Items from a dataset:
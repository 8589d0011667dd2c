//! Detect overlapping bookings.
//!
//! Only active bookings (anything but CANCELLED) for the same agent on the same
//! date can conflict. Adjacent bookings (one ends exactly when another starts)
//! are NOT conflicts.

use chrono::NaiveDate;

use crate::clock::ClockTime;
use crate::model::{AgentId, Booking, BookingId};

/// A detected overlap between two active bookings.
#[derive(Debug, Clone, PartialEq, Eq)]
pub struct Conflict {
    pub agent_id: AgentId,
    pub date: NaiveDate,
    pub booking_a: BookingId,
    pub booking_b: BookingId,
    pub overlap_minutes: u32,
}

/// Find the first active booking in `others` that overlaps `[start, end)`.
///
/// Callers pass bookings already narrowed to one agent and date.
pub fn first_overlap<'a, I>(start: ClockTime, end: ClockTime, others: I) -> Option<&'a Booking>
where
    I: IntoIterator<Item = &'a Booking>,
{
    others
        .into_iter()
        .find(|b| b.is_active() && b.overlaps(start, end))
}

/// Find all pairwise conflicts among `bookings`.
///
/// Two bookings conflict when they share agent and date, both are active, and
/// `a.start < b.end && b.start < a.end`. The overlap is
/// `min(a.end, b.end) - max(a.start, b.start)`.
pub fn find_conflicts(bookings: &[Booking]) -> Vec<Conflict> {
    let mut conflicts = Vec::new();

    for (i, a) in bookings.iter().enumerate() {
        if !a.is_active() {
            continue;
        }
        for b in &bookings[i + 1..] {
            if !b.is_active() || a.agent_id != b.agent_id || a.date != b.date {
                continue;
            }
            if a.overlaps(b.start_time, b.end_time) {
                let overlap_start = a.start_time.max(b.start_time);
                let overlap_end = a.end_time.min(b.end_time);

                conflicts.push(Conflict {
                    agent_id: a.agent_id.clone(),
                    date: a.date,
                    booking_a: a.id,
                    booking_b: b.id,
                    overlap_minutes: overlap_end.minutes() - overlap_start.minutes(),
                });
            }
        }
    }

    conflicts
}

• [Your goal] Give the number of lines in the entries above that contain the word "NaiveDate", with no accompanying text.

• [Response area] 2